Worried Monkey Stays Home

For anyone who has been taking art-investment advice from Modern Art Obsession, I submit the following for consideration:

One (1) primate portrait from Jill Greenberg's "Monkey Portraits" series

offered for sale last week with a description that read, in part:

This is a framed Digital Photographic Print of "Worried" from Jill Greenberg's famed and highly regarded 2004 series entitled Monkey Portraits. This is Edition 4 of 10. I am the original owner. I purchased this directly from Paul Kopeikin Gallery. ...

Jill Greenberg is currently receiving a lot of press from the controversy about her new series called End Times that depicts crying children.

This is a unique opportunity to own one of her pieces.

I have the original receipt and the catalogue of the series.

The work was offered for auction, with a hidden reserve price, no doubt inflated by what we shall henceforth call MAO's Law - namely, that criticizing an artist's method is guaranteed to increase an artist's market value - and its necessary corollaries, MAO's Constants - that passion is no match for irony, and that all art must be viewed as a proposal of fashion.
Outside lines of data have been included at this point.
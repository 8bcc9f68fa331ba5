use ratatui::{
    style::{Color, Modifier, Style},
    text::{Line, Span},
    widgets::{Block, Borders, Clear, Paragraph, Wrap},
    Frame,
};

use crate::ui::utils::centered_rect;

const BINDINGS: &[(&str, &[(&str, &str)])] = &[
    (
        "Anywhere:",
        &[
            ("Enter", "Run the prompt"),
            ("Tab/Shift+Tab", "Cycle focus"),
            ("Ctrl+A", "Add text to the context"),
            ("Ctrl+N", "Start a new session"),
            ("Ctrl+C", "Cancel the streaming reply"),
            ("Esc", "Close dialog or help, otherwise quit"),
        ],
    ),
    (
        "Context list:",
        &[
            ("↑/↓ j/k", "Select item"),
            ("f", "Add a file"),
            ("n", "Add text"),
            ("d", "Delete selected item"),
        ],
    ),
    ("Messages:", &[("↑/↓ j/k", "Scroll")]),
    (
        "Remote control:",
        &[
            ("mark run", "Run from another terminal"),
            ("mark --help", "List all commands"),
        ],
    ),
];

/// Draw the help overlay
pub fn draw_help_overlay(f: &mut Frame) {
    let mut help_text = vec![
        Line::from(Span::styled("mark Help", Style::default().add_modifier(Modifier::BOLD))),
        Line::from(""),
    ];

    for (section, keys) in BINDINGS {
        help_text.push(Line::from(Span::styled(
            *section,
            Style::default().add_modifier(Modifier::BOLD),
        )));
        for (key, action) in *keys {
            help_text.push(Line::from(vec![
                Span::styled(format!("  {key:<14}"), Style::default().fg(Color::Yellow)),
                Span::raw(*action),
            ]));
        }
        help_text.push(Line::from(""));
    }

    help_text.push(Line::from(Span::styled(
        "Press Esc to close",
        Style::default().fg(Color::Gray),
    )));

    let area = centered_rect(60, 70, f.area());
    let paragraph = Paragraph::new(help_text)
        .block(Block::default().title("Help").borders(Borders::ALL))
        .wrap(Wrap { trim: false });

    f.render_widget(Clear, area);
    f.render_widget(paragraph, area);
}
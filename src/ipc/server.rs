use std::fs;
use std::future::Future;
use std::io;
use std::os::unix::fs::PermissionsExt;
use std::path::{Path, PathBuf};
use std::sync::Arc;

use tokio::io::{AsyncBufRead, AsyncBufReadExt, AsyncReadExt, BufReader};
use tokio::net::{UnixListener, UnixStream};
use tokio_util::sync::CancellationToken;
use tracing::{debug, error, info, warn};

use super::client::resolve_socket_path;
use super::protocol::{decode, MAX_FRAME_BYTES};
use crate::event::{Event, EventError, EventSender};
use crate::registry::CommandRegistry;

/// Accepts remote clients on the per-directory socket and turns their
/// frames into events on the bus.
pub struct RemoteServer {
    listener: UnixListener,
    socket_path: PathBuf,
    sink: EventSender,
    registry: Arc<CommandRegistry>,
    shutdown: CancellationToken,
}

/// Closes a running server from outside the accept loop
#[derive(Debug, Clone)]
pub struct ServerHandle {
    socket_path: PathBuf,
    shutdown: CancellationToken,
}

impl ServerHandle {
    /// Stop accepting and remove the socket file. Safe to call repeatedly.
    pub fn close(&self) {
        self.shutdown.cancel();
        remove_socket(&self.socket_path);
    }

    pub fn socket_path(&self) -> &Path {
        &self.socket_path
    }
}

impl RemoteServer {
    /// Bind the socket for `working_dir`.
    ///
    /// A leftover socket file with nobody listening is replaced. If another
    /// instance still answers on it, binding fails with `AddrInUse`.
    pub fn start(
        working_dir: impl AsRef<Path>,
        sink: EventSender,
        registry: CommandRegistry,
    ) -> io::Result<Self> {
        let socket_path = resolve_socket_path(working_dir);

        if let Some(parent) = socket_path.parent() {
            fs::create_dir_all(parent)?;
            fs::set_permissions(parent, fs::Permissions::from_mode(0o700))?;
        }

        if socket_path.exists() {
            if std::os::unix::net::UnixStream::connect(&socket_path).is_ok() {
                return Err(io::Error::new(
                    io::ErrorKind::AddrInUse,
                    format!(
                        "another instance is already listening on {}",
                        socket_path.display()
                    ),
                ));
            }
            debug!(socket = %socket_path.display(), "removing stale socket");
            fs::remove_file(&socket_path)?;
        }

        let listener = UnixListener::bind(&socket_path)?;
        info!(socket = %socket_path.display(), "remote server listening");

        Ok(Self {
            listener,
            socket_path,
            sink,
            registry: Arc::new(registry),
            shutdown: CancellationToken::new(),
        })
    }

    pub fn socket_path(&self) -> &Path {
        &self.socket_path
    }

    pub fn handle(&self) -> ServerHandle {
        ServerHandle {
            socket_path: self.socket_path.clone(),
            shutdown: self.shutdown.clone(),
        }
    }

    pub fn close(&self) {
        self.handle().close();
    }

    /// Accept loop. Runs until closed or until accepting fails, which is
    /// reported as a transport error on the bus.
    pub async fn serve(self) {
        let listener = &self.listener;
        accept_loop(
            move || async move { listener.accept().await.map(|(stream, _addr)| stream) },
            &self.sink,
            &self.registry,
            &self.shutdown,
        )
        .await;

        info!(socket = %self.socket_path.display(), "remote server stopped");
    }
}

/// Hand each accepted connection to its own task. The first accept error is
/// pushed as a transport error and ends the loop.
async fn accept_loop<A, F>(
    mut accept: A,
    sink: &EventSender,
    registry: &Arc<CommandRegistry>,
    shutdown: &CancellationToken,
) where
    A: FnMut() -> F,
    F: Future<Output = io::Result<UnixStream>>,
{
    loop {
        tokio::select! {
            biased;
            _ = shutdown.cancelled() => break,
            accepted = accept() => match accepted {
                Ok(stream) => {
                    debug!("remote client connected");
                    tokio::spawn(handle_connection(
                        stream,
                        sink.clone(),
                        Arc::clone(registry),
                        shutdown.clone(),
                    ));
                }
                Err(e) => {
                    error!(error = %e, "accept failed");
                    sink.send(Event::Error(EventError::transport(format!(
                        "failed to accept socket connection: {e}"
                    ))))
                    .await;
                    break;
                }
            }
        }
    }
}

impl Drop for RemoteServer {
    fn drop(&mut self) {
        self.close();
    }
}

/// Read frames from one client until EOF. Bad frames are reported and skipped.
async fn handle_connection(
    stream: UnixStream,
    sink: EventSender,
    registry: Arc<CommandRegistry>,
    shutdown: CancellationToken,
) {
    let mut reader = BufReader::new(stream);
    let mut frame = Vec::new();

    loop {
        frame.clear();
        let read = tokio::select! {
            biased;
            _ = shutdown.cancelled() => break,
            read = read_frame(&mut reader, &mut frame) => read,
        };

        match read {
            Ok(0) => break,
            Ok(_) => {}
            Err(e) => {
                debug!(error = %e, "remote client read failed");
                break;
            }
        }

        if frame.len() > MAX_FRAME_BYTES && frame.last() != Some(&b'\n') {
            warn!(limit = MAX_FRAME_BYTES, "oversized frame from remote client");
            sink.send(Event::Error(EventError::protocol(format!(
                "client request exceeds {MAX_FRAME_BYTES} bytes"
            ))))
            .await;
            break;
        }

        if frame.iter().all(u8::is_ascii_whitespace) {
            continue;
        }

        let event = match decode(&frame) {
            Ok(request) => {
                debug!(command = %request.command, args = request.args.len(), "remote command");
                registry.to_event(&request)
            }
            Err(e) => {
                warn!(error = %e, "bad frame from remote client");
                Event::Error(EventError::protocol(format!(
                    "failed to parse client request: {e}"
                )))
            }
        };

        if !sink.send(event).await {
            break;
        }
    }

    debug!("remote client disconnected");
}

/// Read up to one newline, or one byte past the frame limit
async fn read_frame<R>(reader: &mut R, frame: &mut Vec<u8>) -> io::Result<usize>
where
    R: AsyncBufRead + Unpin,
{
    let mut limited = reader.take(MAX_FRAME_BYTES as u64 + 1);
    limited.read_until(b'\n', frame).await
}

fn remove_socket(path: &Path) {
    match fs::remove_file(path) {
        Ok(()) => debug!(socket = %path.display(), "socket removed"),
        Err(e) if e.kind() == io::ErrorKind::NotFound => {}
        Err(e) => warn!(socket = %path.display(), error = %e, "could not remove socket"),
    }
}
use ratatui::{
    layout::{Constraint, Direction, Layout},
    Frame,
};

use super::overlays::{draw_dialog_overlay, draw_help_overlay};
use super::widgets::{draw_context_list, draw_prompt_input, draw_reply_view, draw_status_bar};
use crate::app::App;

/// Draw the UI to the terminal
pub fn draw(f: &mut Frame, app: &App) {
    // Main panels, prompt input (one line plus borders), status bar
    let chunks = Layout::default()
        .direction(Direction::Vertical)
        .constraints([
            Constraint::Min(0),
            Constraint::Length(3),
            Constraint::Length(1),
        ])
        .split(f.area());

    let sidebar = app.sidebar_percent.clamp(10, 90);
    let panels = Layout::default()
        .direction(Direction::Horizontal)
        .constraints([
            Constraint::Percentage(sidebar),
            Constraint::Percentage(100 - sidebar),
        ])
        .split(chunks[0]);

    draw_context_list(f, panels[0], app);
    draw_reply_view(f, panels[1], app);
    draw_prompt_input(f, chunks[1], app);
    draw_status_bar(f, chunks[2], app);

    // Overlays last so they're on top
    if app.show_help {
        draw_help_overlay(f);
    }

    if let Some(dialog) = &app.dialog {
        draw_dialog_overlay(f, dialog);
    }
}
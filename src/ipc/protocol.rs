use std::fmt;

use serde::{Deserialize, Serialize};
use serde_json::Value;

/// One command pushed from a CLI client to the running TUI
#[derive(Debug, Clone, Default, Serialize, Deserialize, PartialEq, Eq)]
pub struct Request {
    /// Command name (e.g., "run", "add-context-item-text")
    pub command: String,
    /// Positional arguments, in order
    #[serde(default)]
    pub args: Vec<String>,
    /// Piped standard input of the client, empty when none was sent
    #[serde(default)]
    pub stdin: String,
}

impl Request {
    pub fn new(command: impl Into<String>) -> Self {
        Self {
            command: command.into(),
            ..Self::default()
        }
    }

    pub fn with_args(command: impl Into<String>, args: Vec<String>) -> Self {
        Self {
            command: command.into(),
            args,
            stdin: String::new(),
        }
    }

    pub fn stdin(mut self, stdin: impl Into<String>) -> Self {
        self.stdin = stdin.into();
        self
    }

    /// Positional argument at `index`, or "" when the client sent fewer
    pub fn arg(&self, index: usize) -> &str {
        self.args.get(index).map(String::as_str).unwrap_or("")
    }

    /// First argument joined with stdin: `arg0 + "\n" + stdin` when stdin is present
    pub fn text_payload(&self) -> String {
        if self.stdin.is_empty() {
            self.arg(0).to_string()
        } else {
            format!("{}\n{}", self.arg(0), self.stdin)
        }
    }
}

/// A frame that could not be turned into a `Request`
#[derive(Debug)]
pub enum DecodeError {
    Json(serde_json::Error),
    NotAnObject,
}

impl fmt::Display for DecodeError {
    fn fmt(&self, f: &mut fmt::Formatter<'_>) -> fmt::Result {
        match self {
            Self::Json(e) => write!(f, "invalid JSON: {e}"),
            Self::NotAnObject => write!(f, "request must be a JSON object"),
        }
    }
}

impl std::error::Error for DecodeError {
    fn source(&self) -> Option<&(dyn std::error::Error + 'static)> {
        match self {
            Self::Json(e) => Some(e),
            Self::NotAnObject => None,
        }
    }
}

impl From<serde_json::Error> for DecodeError {
    fn from(e: serde_json::Error) -> Self {
        Self::Json(e)
    }
}

/// Longest frame the server accepts, excluding the newline
pub const MAX_FRAME_BYTES: usize = 1 << 20;

/// Encode a request as a single newline-terminated JSON frame
pub fn encode(request: &Request) -> Vec<u8> {
    // Serializing a struct of strings cannot fail
    let mut frame = serde_json::to_vec(request).unwrap_or_default();
    frame.push(b'\n');
    frame
}

/// Decode one frame. Trailing line terminators are ignored.
pub fn decode(frame: &[u8]) -> Result<Request, DecodeError> {
    let mut end = frame.len();
    while end > 0 && matches!(frame[end - 1], b'\n' | b'\r') {
        end -= 1;
    }

    let value: Value = serde_json::from_slice(&frame[..end])?;
    if !value.is_object() {
        return Err(DecodeError::NotAnObject);
    }

    Ok(serde_json::from_value(value)?)
}
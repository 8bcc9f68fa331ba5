use ratatui::layout::{Constraint, Direction, Layout, Rect};

/// Helper function to create a centered rect using percentage of the available area
pub fn centered_rect(percent_x: u16, percent_y: u16, r: Rect) -> Rect {
    let popup_layout = Layout::default()
        .direction(Direction::Vertical)
        .constraints([
            Constraint::Percentage((100 - percent_y) / 2),
            Constraint::Percentage(percent_y),
            Constraint::Percentage((100 - percent_y) / 2),
        ])
        .split(r);

    Layout::default()
        .direction(Direction::Horizontal)
        .constraints([
            Constraint::Percentage((100 - percent_x) / 2),
            Constraint::Percentage(percent_x),
            Constraint::Percentage((100 - percent_x) / 2),
        ])
        .split(popup_layout[1])[1]
}

#[cfg(test)]
mod tests {
    use super::*;

    #[test]
    fn centered_rect_is_inside_and_centered() {
        let outer = Rect::new(0, 0, 100, 50);
        let inner = centered_rect(60, 20, outer);
        assert_eq!(inner.width, 60);
        assert_eq!(inner.height, 10);
        assert_eq!(inner.x, 20);
        assert_eq!(inner.y, 20);
    }
}
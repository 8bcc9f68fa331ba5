//! File logging, enabled with the `DEBUG` environment variable.
//!
//! The terminal belongs to the UI, so nothing is ever logged to stdout/stderr.

use std::path::Path;

use tracing_appender::non_blocking::WorkerGuard;
use tracing_subscriber::layer::SubscriberExt;
use tracing_subscriber::util::SubscriberInitExt;
use tracing_subscriber::EnvFilter;

pub const LOG_FILE: &str = "debug.log";

/// True when `DEBUG` is set to a non-empty value
pub fn debug_enabled() -> bool {
    std::env::var_os("DEBUG").is_some_and(|v| !v.is_empty())
}

/// Append logs to `dir/debug.log`. Returns None when logging is off.
/// Keep the guard alive until exit so buffered lines are flushed.
pub fn init(enabled: bool, dir: &Path) -> Option<WorkerGuard> {
    if !enabled {
        return None;
    }

    let writer = tracing_appender::rolling::never(dir, LOG_FILE);
    let (writer, guard) = tracing_appender::non_blocking(writer);

    let env_filter = EnvFilter::try_from_default_env().unwrap_or_else(|_| EnvFilter::new("mark=debug"));
    let file_layer = tracing_subscriber::fmt::layer()
        .with_ansi(false)
        .with_target(false)
        .with_writer(writer);

    if tracing_subscriber::registry()
        .with(env_filter)
        .with(file_layer)
        .try_init()
        .is_err()
    {
        tracing::debug!("tracing subscriber already installed, keeping it");
    }

    Some(guard)
}
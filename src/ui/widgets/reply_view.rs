use ratatui::{
    layout::{Alignment, Rect},
    style::{Color, Modifier, Style},
    text::{Line, Span},
    widgets::{Paragraph, Wrap},
    Frame,
};

use super::panel;
use crate::app::{App, Phase};
use crate::ui::types::Focus;

/// Draw the prompt and the streamed reply
pub fn draw_reply_view(f: &mut Frame, area: Rect, app: &App) {
    let title = match app.phase {
        Phase::Idle => "Messages".to_string(),
        Phase::AwaitingReply { .. } => "Messages (streaming)".to_string(),
        Phase::Cancelling { .. } => "Messages (cancelling)".to_string(),
    };
    let block = panel(title, app.focus == Focus::Reply);

    let mut lines = Vec::new();
    let prompt = app.session.prompt();
    if !prompt.is_empty() {
        for line in prompt.lines() {
            lines.push(
                Line::from(Span::styled(
                    line.to_string(),
                    Style::default().fg(Color::Cyan).add_modifier(Modifier::BOLD),
                ))
                .alignment(Alignment::Right),
            );
        }
        lines.push(Line::from(""));
    }

    for line in app.session.reply().lines() {
        lines.push(Line::from(line.to_string()));
    }

    let paragraph = Paragraph::new(lines)
        .block(block)
        .wrap(Wrap { trim: false })
        .scroll((app.reply_scroll, 0));

    f.render_widget(paragraph, area);
}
The reserve price the seller hoped to earn remains a mystery, but we can see that the auction's sole bidder offered $4,000 - a curt $500 below the stated gallery "starting at" selling price. It should come as no surprise that the current owner hoped to do well with such a timely sale - MAO's Law is seductively simple in that way. It may not apply to you or me directly - I don't buy art to get rich off it someday, I buy it because I think it's beautiful and important, because it speaks to me and I want others to see what I see in it. You probably do this too. But that's us. What about them? They want to get in on the ground floor. They want to flip art like it's real estate. And if a bunch of bloggers get an artist's face on all of the news channels, where she can sit and explain her larger purpose, where they will show her artwork and allow her to justify its existence, well, that's all that matters to them, right? The stock goes up. It just make sense... doesn't it?

As for this auction, the sole bid came from a man who hoped to purchase the work for less than what the current owner had paid the Paul Kopeikin Gallery to acquire it. "Monographman." Also known as:

Business is business.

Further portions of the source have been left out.